On a bright March afternoon, a slender, 50ft-long boat made her maiden voyage across calm Cornish waters, powered by the paddle-strokes of an 18-strong crew. With a hull made from oak planks shaped using bronze-bladed tools and painstakingly stitched together with flexible twists of yew, the vessel represented the very latest in boat-building technology in c.2000 BC – while the launch took place in AD 2013.
Named after a sea monster reputed to lurk beneath the surface of Falmouth Bay, Morgawr was built at the National Maritime Museum Cornwall (NMMC) as part of an archaeological experiment, led by Professor Robert Van de Noort (then of the University of Exeter, now at the University of Reading), to investigate how sewn-plank boats were built and used during the Early Bronze Age.
These vessels marked a technological step-change from the dug-out canoes and skin boats used by earlier communities, but as their development pre-dates the widespread use of iron by several centuries, their hulls were sewn, rather than nailed, together. England and Wales boast the oldest known craft of this type in Atlantic Europe; the remains of ten have been discovered so far, ranging in date from c.2030 to c.760 BC. While portions of their hulls have been preserved in estuary mud and waterlogged sites for centuries, these remains are all tantalisingly fragmentary – leading to debates about what a complete boat might have looked like, and whether it was capable of operating on the open sea.
It was to investigate such questions that, in March 2012, planning began for the building of a full-size replica, drawing together all available archaeological information and using only materials, tools, and techniques available during the Bronze Age (and funded by a generous Arts and Humanities Research Council grant).
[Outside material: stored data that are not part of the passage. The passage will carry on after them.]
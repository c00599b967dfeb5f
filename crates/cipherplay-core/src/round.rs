//! Round controller — orchestrates one play-through of a puzzle
//!
//! A `Round` owns the message/ciphertext pair and the mutable
//! `RoundState` for exactly one play session. It is driven by discrete
//! external events arriving serially — guess submissions, hint requests,
//! one-second timer ticks — and returns an explicit outcome value for
//! every event.
//!
//! # State machine
//!
//! ```text
//! Active ──correct guess──────────▶ Succeeded
//!   │
//!   ├────attempts exhausted───────▶ FailedExhausted
//!   │
//!   └────timer reaches zero───────▶ FailedTimeout
//! ```
//!
//! All three non-Active phases are terminal and mutually exclusive. The
//! active-phase guard makes termination idempotent: a late tick or stray
//! submission after the round has ended is answered with `Ignored` and
//! changes nothing, so exactly one terminal transition happens per round
//! no matter how events race at the boundary.

use crate::cipher::{encrypt, Shift};
use crate::hints::build_ladder;
use crate::normalizer::{normalize, puzzle_fingerprint};

/// Default number of guesses per round
pub const MAX_ATTEMPTS: u32 = 5;

/// Default round length in seconds (4 minutes)
pub const ROUND_DURATION_SECS: u32 = 240;

/// Per-round limits, reset to these values when a round starts
#[derive(Debug, Clone, Copy, PartialEq, Eq, serde::Serialize, serde::Deserialize)]
pub struct RoundConfig {
    pub max_attempts: u32,
    pub duration_secs: u32,
}

impl Default for RoundConfig {
    fn default() -> Self {
        RoundConfig {
            max_attempts: MAX_ATTEMPTS,
            duration_secs: ROUND_DURATION_SECS,
        }
    }
}

/// Lifecycle phase of a round
#[derive(Debug, Clone, Copy, PartialEq, Eq, serde::Serialize, serde::Deserialize)]
pub enum Phase {
    /// Accepting guesses, hints, and ticks
    Active,
    /// Terminal: guess matched the message
    Succeeded,
    /// Terminal: all attempts used without a match
    FailedExhausted,
    /// Terminal: the countdown reached zero
    FailedTimeout,
}

/// Snapshot of the mutable round state
#[derive(Debug, Clone, Copy, PartialEq, Eq, serde::Serialize, serde::Deserialize)]
pub struct RoundState {
    pub attempts_remaining: u32,
    pub time_remaining_secs: u32,
    pub hints_used: u32,
    pub phase: Phase,
}

/// Result of a guess submission
#[derive(Debug, Clone, PartialEq, Eq, serde::Serialize, serde::Deserialize)]
pub enum GuessOutcome {
    /// Normalized guess matched the normalized message; round succeeded
    Correct,
    /// Wrong guess with attempts still left
    Incorrect { attempts_remaining: u32 },
    /// Wrong guess consumed the final attempt; round failed
    Exhausted,
    /// Round was already over — nothing changed
    Ignored,
}

/// Result of a one-second timer tick
#[derive(Debug, Clone, PartialEq, Eq, serde::Serialize, serde::Deserialize)]
pub enum TickOutcome {
    /// Countdown still running
    Running { time_remaining_secs: u32 },
    /// This tick reached zero; round failed on time
    Expired,
    /// Round was already over — nothing changed
    Ignored,
}

/// Result of a hint request
#[derive(Debug, Clone, PartialEq, Eq, serde::Serialize, serde::Deserialize)]
pub enum HintOutcome {
    /// The next rung of the ladder
    Revealed(String),
    /// Sentinel: ladder spent, or round already over. Returned forever
    /// thereafter; a previously revealed hint is never repeated.
    NoMoreHints,
}

// ── Transcript ────────────────────────────────────────────

/// One processed event and the state it left behind.
///
/// Guess text is deliberately not recorded — a guess is ephemeral and
/// exists only for the comparison.
#[derive(Debug, Clone, PartialEq, Eq, serde::Serialize, serde::Deserialize)]
pub struct TranscriptEntry {
    /// Sequential event number (0-indexed)
    pub sequence: u64,
    pub event: RoundEvent,
    pub state_after: RoundState,
}

/// The kind of event a transcript entry records
#[derive(Debug, Clone, PartialEq, Eq, serde::Serialize, serde::Deserialize)]
pub enum RoundEvent {
    Guess { matched: bool },
    Tick,
    Hint { rung: u32 },
}

/// Append-only log of every state transition in a round
#[derive(Debug, Clone, Default, PartialEq, Eq, serde::Serialize, serde::Deserialize)]
pub struct Transcript {
    pub entries: Vec<TranscriptEntry>,
}

impl Transcript {
    pub fn len(&self) -> usize {
        self.entries.len()
    }

    pub fn is_empty(&self) -> bool {
        self.entries.is_empty()
    }

    /// Serialize the transcript for shell-side logging
    pub fn to_json(&self) -> serde_json::Value {
        serde_json::to_value(self).unwrap_or(serde_json::Value::Null)
    }
}

// ── Round ─────────────────────────────────────────────────

/// One complete play session from a fresh message/shift pair to a
/// terminal outcome.
#[derive(Debug, Clone)]
pub struct Round {
    message: String,
    normalized_message: String,
    encrypted: String,
    fingerprint: String,
    hints: Vec<String>,
    state: RoundState,
    transcript: Transcript,
    sequence: u64,
}

impl Round {
    /// Start a round: store the message, derive the ciphertext and hint
    /// ladder once, and reset the state to the configured limits.
    pub fn new(message: impl Into<String>, shift: Shift, config: RoundConfig) -> Self {
        let message = message.into();
        let encrypted = encrypt(&message, shift);
        let normalized_message = normalize(&message);
        let fingerprint = puzzle_fingerprint(&message, shift);
        let hints = build_ladder(&message);

        Round {
            message,
            normalized_message,
            encrypted,
            fingerprint,
            hints,
            state: RoundState {
                attempts_remaining: config.max_attempts,
                time_remaining_secs: config.duration_secs,
                hints_used: 0,
                phase: Phase::Active,
            },
            transcript: Transcript::default(),
            sequence: 0,
        }
    }

    /// Start a round with the default limits (5 attempts, 240 seconds)
    pub fn with_defaults(message: impl Into<String>, shift: Shift) -> Self {
        Self::new(message, shift, RoundConfig::default())
    }

    /// Compare a raw guess against the message.
    ///
    /// Normalization absorbs case, whitespace, and control-character
    /// differences, so `"veni   VIDI vici"` matches `"Veni vidi vici"`.
    pub fn submit_guess(&mut self, raw: &str) -> GuessOutcome {
        if !self.is_active() {
            return GuessOutcome::Ignored;
        }

        let matched = normalize(raw) == self.normalized_message;
        let outcome = if matched {
            self.state.phase = Phase::Succeeded;
            GuessOutcome::Correct
        } else {
            self.state.attempts_remaining = self.state.attempts_remaining.saturating_sub(1);
            if self.state.attempts_remaining == 0 {
                self.state.phase = Phase::FailedExhausted;
                GuessOutcome::Exhausted
            } else {
                GuessOutcome::Incorrect {
                    attempts_remaining: self.state.attempts_remaining,
                }
            }
        };
        self.record(RoundEvent::Guess { matched });
        outcome
    }

    /// Advance the countdown by one elapsed second.
    pub fn tick(&mut self) -> TickOutcome {
        if !self.is_active() {
            return TickOutcome::Ignored;
        }

        self.state.time_remaining_secs = self.state.time_remaining_secs.saturating_sub(1);
        let outcome = if self.state.time_remaining_secs == 0 {
            self.state.phase = Phase::FailedTimeout;
            TickOutcome::Expired
        } else {
            TickOutcome::Running {
                time_remaining_secs: self.state.time_remaining_secs,
            }
        };
        self.record(RoundEvent::Tick);
        outcome
    }

    /// Reveal the next rung of the hint ladder.
    pub fn request_hint(&mut self) -> HintOutcome {
        if !self.is_active() {
            return HintOutcome::NoMoreHints;
        }
        let Some(hint) = self.hints.get(self.state.hints_used as usize).cloned() else {
            return HintOutcome::NoMoreHints;
        };

        self.state.hints_used += 1;
        self.record(RoundEvent::Hint {
            rung: self.state.hints_used,
        });
        HintOutcome::Revealed(hint)
    }

    fn record(&mut self, event: RoundEvent) {
        self.transcript.entries.push(TranscriptEntry {
            sequence: self.sequence,
            event,
            state_after: self.state,
        });
        self.sequence += 1;
    }

    // ── Accessors ──────────────────────────────────────

    /// The ciphertext shown to the player
    pub fn encrypted(&self) -> &str {
        &self.encrypted
    }

    /// The original plaintext — for the reveal after a lost round
    pub fn message(&self) -> &str {
        &self.message
    }

    /// SHA-256 puzzle fingerprint (stable across presentation differences)
    pub fn fingerprint(&self) -> &str {
        &self.fingerprint
    }

    pub fn state(&self) -> RoundState {
        self.state
    }

    pub fn phase(&self) -> Phase {
        self.state.phase
    }

    pub fn is_active(&self) -> bool {
        self.state.phase == Phase::Active
    }

    /// Total rungs in this message's hint ladder
    pub fn hints_available(&self) -> usize {
        self.hints.len()
    }

    pub fn transcript(&self) -> &Transcript {
        &self.transcript
    }
}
The chief source of information for Morgawr’s appearance came from a series of three sewn boats that were discovered on the Humber foreshore between 1937 and 1963. Regrettably, neither Ferriby 1 (c.1880-1680 BC) nor its sister boat, Ferriby 2 (c.1940-1720 BC), have survived to enable direct analysis – the remains had been discarded after early efforts to conserve them failed. The oldest of the three craft, Ferriby 3 (c.2030-1780 BC), was spared this fate, and is now housed in the Hull and East Yorkshire Museum, but this adds a limited amount to our understanding of how a complete boat looked, because only a single outer bottom plank, connected to a fragment of the lowest side strake, has survived from this vessel.
All is not lost, however: the excavation of Ferriby 1 and 2 – undertaken in 1946 by the brothers Ted and Willy Wright, with the help of C W Phillips, who also worked on the Sutton Hoo dig – was carefully recorded, leaving us with an invaluable archive of field sketches, photographs, and measurements from which to work. From drawings of Ferriby 1 as it appeared in situ – its two ends exposed and the depth of the keel plank established with the help of a pointed stick – we can tell that the craft’s lengthwise profile was curved, with the ends rising 1.32m higher than the centre of its keel.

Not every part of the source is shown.